A small 25x or stronger pocket microscope, which can be picked up inexpensively at an electronics store like Radio Shack, works well for getting a closer peek at your trichome development. We are examining are the capitate stalked glandular trichomes, the coloration of these gland heads can vary between strains and maturity. Most strains start with clear or slightly amber heads which gradually become cloudy or opaque when THC levels have peaked and are beginning to degrade. Regardless of the initial color of the secretory cavity, with careful observation you should be able to see a _change in coloration_ as maturity levels off. 

Some cultivators wait for about half of the secretory cavities to go opaque before harvesting, to ensure maximum THC levels in the finished product. Of course nothing tells the truth more than your own perception, so try samples at various stages to see what is best for you & the _phenotype_ your are growing. While you may be increasing the total THC level in the bud by allowing half of the glands to go opaque, the bud will also have a larger percentage of THC breakdown products such as CBN, which is why some people choose to harvest earlier while most of the secretory cavities are still clear. 

Indica varieties will usually have a 10-15 day harvest window to work with. Sativas and Indica/Sativa hybrids often have an extended period to work with. 






*photo by:* Eirik






*photo by:* Proof_of_the_pudding
The figures above denotes clear trichomes with green arrows, the cloudy trichomes with yellow arrows & the red arrows mark the amber trichomes. 

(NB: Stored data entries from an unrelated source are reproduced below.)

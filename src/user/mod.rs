// Public API - what other modules can use
pub use handlers::{create_user, delete_user, get_user, list_users, update_user};

// Internal modules
mod handlers;
pub mod models;
pub mod repository;
pub mod service;
pub mod types;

*Why did trichomes evolve in nature?* 
Cannabis has evolved trichomes for a multitude of uses in nature, some of these require THC & other cannabinoids to be effective, and others that do not. 

*Insect Protection:* 
Many insects find the thick coating of trichomes unpleasant, this offers a level of protection for the developing seeds. 

*Animals:* 
The layer of trichomes and cystolith hairs makes cannabis less palatable to many herbivores & omnivores. 

*Desiccation:* 
The layer of trichomes helps to 'insulate' the pistilate (female) flower from low humidity levels and high wind. 

*UV-B Light:* 
UV-B light is harmful to living things, THC has very high UV-B adsorption properties, thus cannabis evolution may have favored the evolution of genotypes that produced these THC laden capitate-stalked trichomes as a built in 'sun-screen' for protection against UV-B light rays. 

*Fungal Protection:* 
Some of the compounds present in the trichomes actually inhibit the growths of some types of fungus. 

Quite possibly, the most important reason for the evolution of the THC laden capitate-stalked trichomes is the intercession of man in the natural selection process, favoring genotypes that produce copious amounts of THC laden trichomes.


----------



## Brick Top (Sep 9, 2009)

Or possibly something here may help you with your theory.


*Marijuana*

*Cannabinoids (THC, CBD, CBN...)*



*The Active Ingredients Of Cannabis*

Cannabis products include marijuana, hashish, and hashish oil. 
*THC (Tetrahydrocannabinol)* gets a user high, a larger THC content will produce a stronger high. Without THC you don't get high.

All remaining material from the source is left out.